An example of how the test might be assessed was given by Sheriff Reith in City of Edinburgh Council v D [14].

In the light of the evidence, including the evidence of the respondent himself, I am satisfied that the respondent can “make” at least some decisions. For example, he has instructed solicitors to represent him in relation to the present applications. He has also “decided” that he does not wish to move to Blackfriars Street. That said, in the light of Dr Carson’s evidence, it may be debatable whether the respondent is really capable of “making” decisions in relation to his interests in his personal welfare in the sense of being able to “form a balanced judgement”, as referred to by Dr Carson. However, in the view of the fact that the respondent can technically “make” decisions, it may be that the respondent’s condition falls more properly under the heading of “understanding” decisions in section 1(6)(d). In my opinion, it is certainly that in any event. I shall therefore proceed on that basis. I would also add that I accepted [the] submission that section 1(6) is not about the quality of decisions, and that the issue is one of “incapacity” and not one of “poor choices”. I have therefore also approached matters on this basis.” [15].

Nevertheless, it is important to recognise that the common law will not necessarily apply the test of the 2000 Act to matters such as capacity to make a will [16].



  1. 2000 Act, s1(6). It is possible to apply for a Guardianship order three months in advance of a child attaining the age of 16 (2000 Act, s.79A). See Chapter 8 below.

  2. 2000 Act, s.1(6). See FN 7 below.

  3. 2000 Act, s.328. The recent Mental Capacity (NI) Act 2016 does not determine whether an individual has “capacity” only as stemming from a “mental disorder”. (2016 Act, s.1). Whether a “learning disability” or autism should be included as forms of “mental disorder” is disputed in some quarters (See Chapter 24 below)

  4. 2000 Act, s.328.

  5. Code of practice for local authorities, Scottish Government (2008), Chapter 1. Scottish ministers have the power to issue guidance on interpretation of the 2000 Act in the form of Codes of practice to eight specified groups. Where reference is made to a Code of practice in succeeding Chapters, generally it will mean the document relevant to the subject (See also FN 16 in Chapter 3).

  6. See FN 11 below.

  7. Mental Capacity Act 2005, s.1(3).

  8. Another example given in the Code of practice for local authorities is of an adult capable of deciding which electricity supplier to use but unable to manage the mechanics of changing the supplier.
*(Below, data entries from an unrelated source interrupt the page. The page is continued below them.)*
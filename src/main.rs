//! Vesper - Entry Point
//!
//! Line-oriented REPL around the assistant core: read one utterance,
//! classify and dispatch it, print the per-command report. Speech capture,
//! TTS, and the GUI live in their own processes and talk to this core
//! through the library API.

use clap::Parser;
use std::io::{self, Write};
use std::path::PathBuf;
use tracing_subscriber::EnvFilter;
use vesper::assistant::{Assistant, TurnReport};
use vesper::command::CommandStatus;
use vesper::core::config::AssistantConfig;
use vesper::core::error::{Result, VesperError};

#[derive(Parser, Debug)]
#[command(name = "vesper")]
#[command(about = "Voice/text personal assistant command router")]
struct Args {
    /// Load configuration from a TOML file instead of the environment
    #[arg(long)]
    config: Option<PathBuf>,

    /// Handle a single utterance and exit
    #[arg(long)]
    once: Option<String>,
}

#[tokio::main]
async fn main() -> Result<()> {
    tracing_subscriber::fmt()
        .with_env_filter(
            EnvFilter::try_from_default_env().unwrap_or_else(|_| EnvFilter::new("vesper=info")),
        )
        .init();

    let args = Args::parse();

    let config = match &args.config {
        Some(path) => AssistantConfig::from_file(path)?,
        None => AssistantConfig::from_env(),
    };
    config.validate().map_err(VesperError::Config)?;

    tracing::info!(assistant = %config.assistant_name, "starting");
    let mut assistant = Assistant::new(&config);

    if let Some(utterance) = &args.once {
        let report = assistant.handle_utterance(utterance).await;
        print_report(&report);
        return Ok(());
    }

    println!("{} is listening. Say 'bye' to leave.", config.assistant_name);
    println!();

    loop {
        print!("> ");
        io::stdout().flush()?;

        let mut input = String::new();
        if io::stdin().read_line(&mut input)? == 0 {
            break; // EOF
        }
        let input = input.trim();
        if input.is_empty() {
            continue;
        }

        let report = assistant.handle_utterance(input).await;
        print_report(&report);

        if report.exit {
            println!("Goodbye, {}.", config.user_name);
            break;
        }
    }

    Ok(())
}

fn print_report(report: &TurnReport) {
    for reply in &report.replies {
        println!("{reply}");
    }

    let Some(dispatch) = &report.dispatch else {
        return;
    };

    for result in &dispatch.results {
        let marker = match result.status {
            CommandStatus::Success => "ok",
            CommandStatus::Warning => "warning",
            CommandStatus::Failure => "FAILED",
        };
        match &result.detail {
            Some(detail) => println!("[{marker}] {} - {detail}", result.description),
            None => println!("[{marker}] {}", result.description),
        }
    }
    for skipped in &dispatch.skipped {
        println!("[skipped] {} ({:?})", skipped.input, skipped.reason);
    }
    if dispatch.results.is_empty() && dispatch.skipped.is_empty() {
        println!("Nothing to do.");
    }
}
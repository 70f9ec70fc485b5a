//! Browser-routed handlers: web search and media playback
//!
//! Each handler builds a search URL and hands it to a `UrlOpener`. Playback
//! goes through the YouTube results page; picking and starting the first
//! result is the browser's (or the user's) side of the boundary.

use super::Handler;
use crate::core::error::{Result, VesperError};
use std::process::Command;
use std::sync::Arc;

/// Seam for opening a URL in the user's browser
pub trait UrlOpener: Send + Sync {
    fn open(&self, url: &str) -> Result<bool>;
}

/// Opens URLs with the platform opener
pub struct SystemBrowser;

impl UrlOpener for SystemBrowser {
    fn open(&self, url: &str) -> Result<bool> {
        open_url(url)
    }
}

#[cfg(target_os = "windows")]
fn open_url(url: &str) -> Result<bool> {
    let status = Command::new("cmd")
        .args(["/C", "start", "", url])
        .status()
        .map_err(|e| VesperError::Handler(format!("failed to open browser: {e}")))?;
    Ok(status.success())
}

#[cfg(target_os = "macos")]
fn open_url(url: &str) -> Result<bool> {
    let status = Command::new("open")
        .arg(url)
        .status()
        .map_err(|e| VesperError::Handler(format!("failed to open browser: {e}")))?;
    Ok(status.success())
}

#[cfg(all(unix, not(target_os = "macos")))]
fn open_url(url: &str) -> Result<bool> {
    let status = Command::new("xdg-open")
        .arg(url)
        .status()
        .map_err(|e| VesperError::Handler(format!("failed to open browser: {e}")))?;
    Ok(status.success())
}

/// Space-to-plus query encoding, as search engines accept in `q=`
fn plus_encode(query: &str) -> String {
    query.trim().replace(' ', "+")
}

pub fn google_search_url(query: &str) -> String {
    format!("https://www.google.com/search?q={}", plus_encode(query))
}

pub fn youtube_search_url(query: &str) -> String {
    format!(
        "https://www.youtube.com/results?search_query={}",
        plus_encode(query)
    )
}

pub struct GoogleSearchHandler {
    opener: Arc<dyn UrlOpener>,
}

impl GoogleSearchHandler {
    pub fn new(opener: Arc<dyn UrlOpener>) -> Self {
        Self { opener }
    }
}

impl Handler for GoogleSearchHandler {
    fn execute(&self, target: &str) -> Result<bool> {
        tracing::info!(query = target, "google search");
        self.opener.open(&google_search_url(target))
    }
}

pub struct YoutubeSearchHandler {
    opener: Arc<dyn UrlOpener>,
}

impl YoutubeSearchHandler {
    pub fn new(opener: Arc<dyn UrlOpener>) -> Self {
        Self { opener }
    }
}

impl Handler for YoutubeSearchHandler {
    fn execute(&self, target: &str) -> Result<bool> {
        tracing::info!(query = target, "youtube search");
        self.opener.open(&youtube_search_url(target))
    }
}

pub struct PlayHandler {
    opener: Arc<dyn UrlOpener>,
}

impl PlayHandler {
    pub fn new(opener: Arc<dyn UrlOpener>) -> Self {
        Self { opener }
    }
}

impl Handler for PlayHandler {
    fn execute(&self, target: &str) -> Result<bool> {
        tracing::info!(media = target, "playing via youtube");
        self.opener.open(&youtube_search_url(target))
    }
}
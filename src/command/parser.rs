//! Turn one raw intent into a `(verb_tag, target)` pair
//!
//! Intents arrive in two shapes: mini-language strings from the classifier
//! ("open notepad", "google search rust traits") and pre-tokenized sequences
//! from programmatic callers (["open", "notepad"]). Both are accepted
//! through `CommandInput`, normalized once at this boundary.

use crate::verbs::VerbRegistry;
use std::fmt;

/// One intent in either of the accepted input shapes
#[derive(Debug, Clone, PartialEq, Eq)]
pub enum CommandInput {
    Text(String),
    Tokens(Vec<String>),
}

impl From<&str> for CommandInput {
    fn from(text: &str) -> Self {
        CommandInput::Text(text.to_string())
    }
}

impl From<String> for CommandInput {
    fn from(text: String) -> Self {
        CommandInput::Text(text)
    }
}

impl From<Vec<String>> for CommandInput {
    fn from(tokens: Vec<String>) -> Self {
        CommandInput::Tokens(tokens)
    }
}

impl fmt::Display for CommandInput {
    fn fmt(&self, f: &mut fmt::Formatter<'_>) -> fmt::Result {
        match self {
            CommandInput::Text(text) => f.write_str(text),
            CommandInput::Tokens(tokens) => f.write_str(&tokens.join(" ")),
        }
    }
}

/// Parse an intent into `(verb_tag, target)`
///
/// String form: the registry's multi-word verbs are tested first, longest
/// canonical form first; on a hit the target is the remainder of the
/// original string with its case preserved. Otherwise the input splits at
/// the first whitespace boundary and the target may be empty.
///
/// Sequence form: the first element is the verb tag (lower-cased), the rest
/// join with single spaces.
///
/// Empty input of either shape yields `("", "")`, which callers treat as
/// unparsable.
pub fn parse(registry: &VerbRegistry, input: &CommandInput) -> (String, String) {
    match input {
        CommandInput::Text(text) => parse_text(registry, text),
        CommandInput::Tokens(tokens) => parse_tokens(tokens),
    }
}

fn parse_text(registry: &VerbRegistry, text: &str) -> (String, String) {
    let text = text.trim();
    if text.is_empty() {
        return (String::new(), String::new());
    }

    // Multi-word verbs first, longest canonical form first, so that
    // "google search cats" never splits into ("google", "search cats").
    for verb in registry.all_verbs().iter().filter(|v| v.is_multi_word()) {
        let prefix = verb.canonical();
        if text.len() >= prefix.len()
            && text.is_char_boundary(prefix.len())
            && text[..prefix.len()].eq_ignore_ascii_case(prefix)
        {
            let target = text[prefix.len()..].trim();
            return (prefix.to_string(), target.to_string());
        }
    }

    match text.split_once(char::is_whitespace) {
        Some((head, rest)) => (head.to_lowercase(), rest.trim().to_string()),
        None => (text.to_lowercase(), String::new()),
    }
}

fn parse_tokens(tokens: &[String]) -> (String, String) {
    match tokens.split_first() {
        None => (String::new(), String::new()),
        Some((head, rest)) => {
            let target = rest.join(" ").trim().to_string();
            (head.trim().to_lowercase(), target)
        }
    }
}

#[cfg(test)]
mod tests {
    use super::*;
    use proptest::prelude::*;

    fn registry() -> VerbRegistry {
        VerbRegistry::new()
    }

    #[test]
    fn test_parse_single_word_verb() {
        let (verb, target) = parse(&registry(), &"open notepad".into());
        assert_eq!((verb.as_str(), target.as_str()), ("open", "notepad"));
    }

    #[test]
    fn test_parse_multi_word_verb() {
        let (verb, target) = parse(&registry(), &"google search rust traits".into());
        assert_eq!((verb.as_str(), target.as_str()), ("google search", "rust traits"));
    }

    #[test]
    fn test_parse_preserves_target_case() {
        let (verb, target) = parse(&registry(), &"open Notepad".into());
        assert_eq!((verb.as_str(), target.as_str()), ("open", "Notepad"));

        let (verb, target) = parse(&registry(), &"Google Search Rust Programming".into());
        assert_eq!(
            (verb.as_str(), target.as_str()),
            ("google search", "Rust Programming")
        );
    }

    #[test]
    fn test_parse_verb_without_target() {
        let (verb, target) = parse(&registry(), &"exit".into());
        assert_eq!((verb.as_str(), target.as_str()), ("exit", ""));
    }

    #[test]
    fn test_parse_compound_target_is_opaque() {
        // The pipe sub-format belongs to the handler, not the parser.
        let (verb, target) = parse(&registry(), &"copy file a.txt|b.txt".into());
        assert_eq!((verb.as_str(), target.as_str()), ("copy file", "a.txt|b.txt"));
    }

    #[test]
    fn test_parse_token_sequences() {
        let (verb, target) = parse(&registry(), &CommandInput::Tokens(vec![]));
        assert_eq!((verb.as_str(), target.as_str()), ("", ""));

        let (verb, target) = parse(&registry(), &vec!["open".to_string()].into());
        assert_eq!((verb.as_str(), target.as_str()), ("open", ""));

        let (verb, target) = parse(
            &registry(),
            &vec!["open".to_string(), "notepad".to_string()].into(),
        );
        assert_eq!((verb.as_str(), target.as_str()), ("open", "notepad"));

        let (verb, target) = parse(
            &registry(),
            &vec!["PLAY".to_string(), "let".to_string(), "her".to_string(), "go".to_string()]
                .into(),
        );
        assert_eq!((verb.as_str(), target.as_str()), ("play", "let her go"));
    }

    #[test]
    fn test_parse_empty_text_is_unparsable() {
        let (verb, target) = parse(&registry(), &"".into());
        assert_eq!((verb.as_str(), target.as_str()), ("", ""));

        let (verb, target) = parse(&registry(), &"   ".into());
        assert_eq!((verb.as_str(), target.as_str()), ("", ""));
    }

    #[test]
    fn test_parse_unknown_verb_still_splits() {
        // Resolution failures are the dispatcher's concern; the parser just
        // splits.
        let (verb, target) = parse(&registry(), &"frobnicate the widget".into());
        assert_eq!((verb.as_str(), target.as_str()), ("frobnicate", "the widget"));
    }

    proptest! {
        #[test]
        fn prop_registered_verb_round_trips(
            verb_idx in 0usize..crate::verbs::Verb::ALL.len(),
            target in "[a-zA-Z0-9][a-zA-Z0-9 .|_-]{0,40}",
        ) {
            let registry = registry();
            let verb = crate::verbs::Verb::ALL[verb_idx];
            let target = target.trim().to_string();
            prop_assume!(!target.is_empty());

            let input = format!("{} {}", verb.canonical(), target);
            // Skip inputs where the target extends the verb into a longer
            // registered form ("open" + "file x" reads as "open file x").
            prop_assume!(registry.resolve(&input) == Some(verb));

            let (tag, parsed_target) = parse(&registry, &input.into());
            prop_assert_eq!(tag, verb.canonical());
            prop_assert_eq!(parsed_target, target);
        }

        #[test]
        fn prop_token_form_joins_tail(tokens in proptest::collection::vec("[a-z0-9]{1,8}", 1..6)) {
            let registry = registry();
            let (tag, target) = parse(&registry, &CommandInput::Tokens(tokens.clone()));
            prop_assert_eq!(tag, tokens[0].clone());
            prop_assert_eq!(target, tokens[1..].join(" "));
        }
    }
}
//! Command parsing and dispatch pipeline
//!
//! Classified intents become executable commands here:
//! intent string/tokens -> CommandInput -> (verb_tag, target) ->
//! resolved handler -> concurrent execution -> ordered DispatchReport

pub mod dispatcher;
pub mod parser;

pub use dispatcher::{
    BatchStatus, CommandStatus, DispatchReport, Dispatcher, ExecutionResult, SkipReason,
    SkippedIntent,
};
pub use parser::{parse, CommandInput};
  9. 2000 Act, s.1(5). See Chapter 3 below.

  10. See Chapter 6 below.

  11. 2000 Act, ss. 53 (1) & 58 (1) (a). See Chapters 9 & 14 below.

  12. See Chapter 23 below. In relation to the provision of certain forms of medical treatment, other professionals are entitled to assess whether an adult is “incapable” for that purpose.

  13. 2000 Act, s.14. Decisions of the Sheriff, or on appeal the Sheriff Appeal Court (See Chapter 15 below) can be determined by the Court of Session.

  14. 2011 SLT (Sh Ct) 15.

  15. At para.162.

  16. See Smyth v Romaine’s Execx. [2014] CSOH 150.